◆ Aim of the exercise:
For each line below with the word "assets", write out a copy.

Data excerpts
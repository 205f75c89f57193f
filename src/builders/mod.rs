//! Change-set builders.
//!
//! One builder per site domain. Each takes the state as it was loaded, the
//! edited state and any staged uploads, and produces the change-set for the
//! next commit together with the state the editor should adopt once the
//! publish succeeds. Stale assets are always computed against the loaded
//! state, never against intermediate edits.

pub mod assets;
pub mod blog;
pub mod pictures;
pub mod projects;
pub mod shares;
pub mod site_content;

use crate::error::AppError;
use crate::models::ChangeSet;

pub use assets::{to_tab_json, AssetDir, PendingUpload};
pub use blog::{BlogDelete, BlogIndexEdit, BlogPublish};
pub use pictures::GalleryEdit;
pub use projects::ProjectListEdit;
pub use shares::ShareListEdit;
pub use site_content::{SiteConfigEdit, SiteConfigState};

/// Change-set plus the state it publishes.
#[derive(Debug, Clone)]
pub struct BuildOutput<T> {
    pub changes: ChangeSet,
    pub state: T,
}

/// A domain edit that can be turned into a change-set.
pub trait ChangeSetBuilder {
    /// State the editor should treat as published after a successful commit.
    type State;

    fn build(self) -> Result<BuildOutput<Self::State>, AppError>;
}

◆ Exercise solution:
//! publish succeeds. Stale assets are always computed against the loaded
pub mod assets;
pub use assets::{to_tab_json, AssetDir, PendingUpload};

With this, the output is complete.